EXERCISE DIRECTIONS —
Transcribe every entry word for word.

Dataset entries —
***

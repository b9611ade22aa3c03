use clap::Parser;
use std::path::PathBuf;

/// Command-line flags. Every setting is optional here so a config file can
/// fill the gaps; defaults are applied when the layers are merged.
#[derive(Parser, Debug, Default)]
#[command(name = "pano-tiler", version)]
#[command(about = "Cut equirectangular 360 images into overlapping perspective tiles")]
pub struct Args {
    /// Directory holding the source panoramas
    #[arg(short = 'i', long = "input_directory", required_unless_present = "config")]
    pub input_directory: Option<PathBuf>,

    /// Directory the tiles are written to (created when missing)
    #[arg(short = 'o', long = "output_directory", required_unless_present = "config")]
    pub output_directory: Option<PathBuf>,

    /// Starting yaw and pitch in degrees [default: 0 0]
    #[arg(
        long = "base_angle",
        visible_alias = "start_angle",
        num_args = 2,
        value_names = ["U", "V"],
        allow_negative_numbers = true
    )]
    pub base_angle: Option<Vec<i32>>,

    /// Tile height and width in pixels [default: 800 800]
    #[arg(long = "res", num_args = 2, value_names = ["HEIGHT", "WIDTH"])]
    pub res: Option<Vec<u32>>,

    /// Horizontal and vertical field of view in degrees [default: 100 100]
    #[arg(
        long = "fov",
        num_args = 2,
        value_names = ["H", "V"],
        allow_negative_numbers = true
    )]
    pub fov: Option<Vec<f64>>,

    /// Worker pool size [default: 10]
    #[arg(long)]
    pub threads: Option<usize>,

    /// Overlap between neighbouring tiles, percent [default: 5]
    #[arg(long, allow_negative_numbers = true)]
    pub overlap: Option<f64>,

    /// Comma-separated headings to skip
    #[arg(long = "exclude_h_angles", value_name = "LIST", allow_hyphen_values = true)]
    pub exclude_h_angles: Option<String>,

    /// Comma-separated pitches to skip
    #[arg(long = "exclude_v_angles", value_name = "LIST", allow_hyphen_values = true)]
    pub exclude_v_angles: Option<String>,

    /// Group the output by pitch instead of heading
    #[arg(long = "sort_v")]
    pub sort_v: bool,

    /// Only process the first few images and print the angle listing
    #[arg(long)]
    pub test: bool,

    /// Number of images processed in test mode [default: 1]
    #[arg(long = "test_count")]
    pub test_count: Option<usize>,

    /// Source file suffix [default: jpg]
    #[arg(long)]
    pub extension: Option<String>,

    /// Write the run report as JSON to this path
    #[arg(long)]
    pub report: Option<PathBuf>,

    /// JSON file with default settings; flags override it
    #[arg(long)]
    pub config: Option<PathBuf>,
}
//! Equirectangular → perspective projection.
//!
//! [`Projector`] is the seam between the tiling pipeline and the pixel
//! remapping. [`EquirectProjector`] is the bundled implementation: a pinhole
//! camera on the unit sphere.
//!
//! # Coordinate conventions
//!
//! - **Tangent plane**: `z = 1`, `x ∈ [-tan(fov_h/2), tan(fov_h/2)]` to the
//!   right, `y ∈ [-tan(fov_v/2), tan(fov_v/2)]` up. Pixel centres are spread
//!   evenly with the first and last column on the plane edges.
//! - **Orientation**: a ray is pitched by `v` about +x and then turned by `u`
//!   about +y, so `u` grows towards the right of the panorama and `v = 90`
//!   looks straight up.
//! - **Panorama**: longitude `atan2(x, z)` maps linearly onto the full image
//!   width with 0 at the centre column, latitude `atan2(y, hypot(x, z))` onto
//!   the height with +90 at the top row.
//!
//! # Pipeline
//!
//! ```text
//! pixel → tangent plane → rotate (pitch, then yaw) → lon/lat → source pixel → bilinear sample
//! ```

mod sampling;

pub use sampling::sample_bilinear;

use crate::error::ProjectionError;
use crate::image::{ImageU8, ImageViewMut, PixelBuffer};
use crate::types::{FieldOfView, Resolution, ViewingAngle};
use nalgebra::{Matrix3, Rotation3, Vector3};
use std::f64::consts::{PI, TAU};

/// Renders one perspective view out of a panorama.
pub trait Projector: Send + Sync {
    /// Reject a field of view this projector can never render. Called once
    /// per run, before any tile is produced.
    fn check_fov(&self, _fov: FieldOfView) -> Result<(), ProjectionError> {
        Ok(())
    }

    fn project(
        &self,
        source: &ImageU8<'_>,
        fov: FieldOfView,
        angle: ViewingAngle,
        resolution: Resolution,
    ) -> Result<PixelBuffer, ProjectionError>;
}

/// A pinhole view must stay strictly narrower than this on both axes.
pub const MAX_PINHOLE_FOV_DEG: f64 = 180.0;

/// Gnomonic projection with bilinear sampling, longitude wrap and latitude
/// clamping.
#[derive(Clone, Copy, Debug, Default)]
pub struct EquirectProjector;

impl EquirectProjector {
    pub fn new() -> Self {
        Self
    }
}

impl Projector for EquirectProjector {
    fn check_fov(&self, fov: FieldOfView) -> Result<(), ProjectionError> {
        let pinhole = |deg: f64| deg > 0.0 && deg < MAX_PINHOLE_FOV_DEG;
        if pinhole(fov.h) && pinhole(fov.v) {
            Ok(())
        } else {
            Err(ProjectionError::FieldOfView { h: fov.h, v: fov.v })
        }
    }

    fn project(
        &self,
        source: &ImageU8<'_>,
        fov: FieldOfView,
        angle: ViewingAngle,
        resolution: Resolution,
    ) -> Result<PixelBuffer, ProjectionError> {
        if source.w == 0 || source.h == 0 || source.channels == 0 {
            return Err(ProjectionError::EmptySource);
        }
        let (out_w, out_h) = (resolution.width as usize, resolution.height as usize);
        if out_w == 0 || out_h == 0 {
            return Err(ProjectionError::EmptyOutput {
                height: resolution.height,
                width: resolution.width,
            });
        }
        self.check_fov(fov)?;
        let (half_h, half_v) = (fov.h.to_radians() / 2.0, fov.v.to_radians() / 2.0);

        let xs = linspace(-half_h.tan(), half_h.tan(), out_w);
        let ys = linspace(half_v.tan(), -half_v.tan(), out_h);
        let rot = view_rotation(angle);
        let (src_w, src_h) = (source.w as f64, source.h as f64);
        let channels = source.channels;

        let mut out = PixelBuffer::new(out_w, out_h, channels);
        for (row, &y) in ys.iter().enumerate() {
            let dst = out.row_mut(row);
            for (col, &x) in xs.iter().enumerate() {
                let ray = rot * Vector3::new(x, y, 1.0);
                let lon = ray.x.atan2(ray.z);
                let lat = ray.y.atan2(ray.x.hypot(ray.z));
                let sx = (lon / TAU + 0.5) * src_w - 0.5;
                let sy = (-lat / PI + 0.5) * src_h - 0.5;
                let px = &mut dst[col * channels..(col + 1) * channels];
                sample_bilinear(source, sx, sy, px);
            }
        }
        Ok(out)
    }
}

/// Rotation taking camera rays to panorama rays for a viewing angle.
pub fn view_rotation(angle: ViewingAngle) -> Matrix3<f64> {
    let pitch = Rotation3::from_axis_angle(&Vector3::x_axis(), -angle.v.to_radians());
    let yaw = Rotation3::from_axis_angle(&Vector3::y_axis(), angle.h.to_radians());
    (yaw * pitch).into_inner()
}

fn linspace(start: f64, end: f64, n: usize) -> Vec<f64> {
    match n {
        0 => Vec::new(),
        1 => vec![0.5 * (start + end)],
        _ => {
            let step = (end - start) / (n - 1) as f64;
            (0..n).map(|i| start + i as f64 * step).collect()
        }
    }
}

***

RESULT FOR THIS EXERCISE —
repository b9611ade22aa3c03
use clap::Parser;
use std::path::PathBuf;

/// Command-line flags. Every setting is optional here so a config file can
/// fill the gaps; defaults are applied when the layers are merged.
#[derive(Parser, Debug, Default)]
#[command(name = "pano-tiler", version)]
#[command(about = "Cut equirectangular 360 images into overlapping perspective tiles")]
pub struct Args {
    /// Directory holding the source panoramas
    #[arg(short = 'i', long = "input_directory", required_unless_present = "config")]
    pub input_directory: Option<PathBuf>,

    /// Directory the tiles are written to (created when missing)
    #[arg(short = 'o', long = "output_directory", required_unless_present = "config")]
    pub output_directory: Option<PathBuf>,

    /// Starting yaw and pitch in degrees [default: 0 0]
    #[arg(
        long = "base_angle",
        visible_alias = "start_angle",
        num_args = 2,
        value_names = ["U", "V"],
        allow_negative_numbers = true
    )]
    pub base_angle: Option<Vec<i32>>,

    /// Tile height and width in pixels [default: 800 800]
    #[arg(long = "res", num_args = 2, value_names = ["HEIGHT", "WIDTH"])]
    pub res: Option<Vec<u32>>,

    /// Horizontal and vertical field of view in degrees [default: 100 100]
    #[arg(
        long = "fov",
        num_args = 2,
        value_names = ["H", "V"],
        allow_negative_numbers = true
    )]
    pub fov: Option<Vec<f64>>,

    /// Worker pool size [default: 10]
    #[arg(long)]
    pub threads: Option<usize>,

    /// Overlap between neighbouring tiles, percent [default: 5]
    #[arg(long, allow_negative_numbers = true)]
    pub overlap: Option<f64>,

    /// Comma-separated headings to skip
    #[arg(long = "exclude_h_angles", value_name = "LIST", allow_hyphen_values = true)]
    pub exclude_h_angles: Option<String>,

    /// Comma-separated pitches to skip
    #[arg(long = "exclude_v_angles", value_name = "LIST", allow_hyphen_values = true)]
    pub exclude_v_angles: Option<String>,

    /// Group the output by pitch instead of heading
    #[arg(long = "sort_v")]
    pub sort_v: bool,

    /// Only process the first few images and print the angle listing
    #[arg(long)]
    pub test: bool,

    /// Number of images processed in test mode [default: 1]
    #[arg(long = "test_count")]
    pub test_count: Option<usize>,

    /// Source file suffix [default: jpg]
    #[arg(long)]
    pub extension: Option<String>,

    /// Write the run report as JSON to this path
    #[arg(long)]
    pub report: Option<PathBuf>,

    /// JSON file with default settings; flags override it
    #[arg(long)]
    pub config: Option<PathBuf>,
}
//! Equirectangular → perspective projection.
//!
//! [`Projector`] is the seam between the tiling pipeline and the pixel
//! remapping. [`EquirectProjector`] is the bundled implementation: a pinhole
//! camera on the unit sphere.
//!
//! # Coordinate conventions
//!
//! - **Tangent plane**: `z = 1`, `x ∈ [-tan(fov_h/2), tan(fov_h/2)]` to the
//!   right, `y ∈ [-tan(fov_v/2), tan(fov_v/2)]` up. Pixel centres are spread
//!   evenly with the first and last column on the plane edges.
//! - **Orientation**: a ray is pitched by `v` about +x and then turned by `u`
//!   about +y, so `u` grows towards the right of the panorama and `v = 90`
//!   looks straight up.
//! - **Panorama**: longitude `atan2(x, z)` maps linearly onto the full image
//!   width with 0 at the centre column, latitude `atan2(y, hypot(x, z))` onto
//!   the height with +90 at the top row.
//!
//! # Pipeline
//!
//! ```text
//! pixel → tangent plane → rotate (pitch, then yaw) → lon/lat → source pixel → bilinear sample
//! ```

mod sampling;

pub use sampling::sample_bilinear;

use crate::error::ProjectionError;
use crate::image::{ImageU8, ImageViewMut, PixelBuffer};
use crate::types::{FieldOfView, Resolution, ViewingAngle};
use nalgebra::{Matrix3, Rotation3, Vector3};
use std::f64::consts::{PI, TAU};

/// Renders one perspective view out of a panorama.
pub trait Projector: Send + Sync {
    /// Reject a field of view this projector can never render. Called once
    /// per run, before any tile is produced.
    fn check_fov(&self, _fov: FieldOfView) -> Result<(), ProjectionError> {
        Ok(())
    }

    fn project(
        &self,
        source: &ImageU8<'_>,
        fov: FieldOfView,
        angle: ViewingAngle,
        resolution: Resolution,
    ) -> Result<PixelBuffer, ProjectionError>;
}

/// A pinhole view must stay strictly narrower than this on both axes.
pub const MAX_PINHOLE_FOV_DEG: f64 = 180.0;

/// Gnomonic projection with bilinear sampling, longitude wrap and latitude
/// clamping.
#[derive(Clone, Copy, Debug, Default)]
pub struct EquirectProjector;

impl EquirectProjector {
    pub fn new() -> Self {
        Self
    }
}

impl Projector for EquirectProjector {
    fn check_fov(&self, fov: FieldOfView) -> Result<(), ProjectionError> {
        let pinhole = |deg: f64| deg > 0.0 && deg < MAX_PINHOLE_FOV_DEG;
        if pinhole(fov.h) && pinhole(fov.v) {
            Ok(())
        } else {
            Err(ProjectionError::FieldOfView { h: fov.h, v: fov.v })
        }
    }

    fn project(
        &self,
        source: &ImageU8<'_>,
        fov: FieldOfView,
        angle: ViewingAngle,
        resolution: Resolution,
    ) -> Result<PixelBuffer, ProjectionError> {
        if source.w == 0 || source.h == 0 || source.channels == 0 {
            return Err(ProjectionError::EmptySource);
        }
        let (out_w, out_h) = (resolution.width as usize, resolution.height as usize);
        if out_w == 0 || out_h == 0 {
            return Err(ProjectionError::EmptyOutput {
                height: resolution.height,
                width: resolution.width,
            });
        }
        self.check_fov(fov)?;
        let (half_h, half_v) = (fov.h.to_radians() / 2.0, fov.v.to_radians() / 2.0);

        let xs = linspace(-half_h.tan(), half_h.tan(), out_w);
        let ys = linspace(half_v.tan(), -half_v.tan(), out_h);
        let rot = view_rotation(angle);
        let (src_w, src_h) = (source.w as f64, source.h as f64);
        let channels = source.channels;

        let mut out = PixelBuffer::new(out_w, out_h, channels);
        for (row, &y) in ys.iter().enumerate() {
            let dst = out.row_mut(row);
            for (col, &x) in xs.iter().enumerate() {
                let ray = rot * Vector3::new(x, y, 1.0);
                let lon = ray.x.atan2(ray.z);
                let lat = ray.y.atan2(ray.x.hypot(ray.z));
                let sx = (lon / TAU + 0.5) * src_w - 0.5;
                let sy = (-lat / PI + 0.5) * src_h - 0.5;
                let px = &mut dst[col * channels..(col + 1) * channels];
                sample_bilinear(source, sx, sy, px);
            }
        }
        Ok(out)
    }
}

/// Rotation taking camera rays to panorama rays for a viewing angle.
pub fn view_rotation(angle: ViewingAngle) -> Matrix3<f64> {
    let pitch = Rotation3::from_axis_angle(&Vector3::x_axis(), -angle.v.to_radians());
    let yaw = Rotation3::from_axis_angle(&Vector3::y_axis(), angle.h.to_radians());
    (yaw * pitch).into_inner()
}

fn linspace(start: f64, end: f64, n: usize) -> Vec<f64> {
    match n {
        0 => Vec::new(),
        1 => vec![0.5 * (start + end)],
        _ => {
            let step = (end - start) / (n - 1) as f64;
            (0..n).map(|i| start + i as f64 * step).collect()
        }
    }
}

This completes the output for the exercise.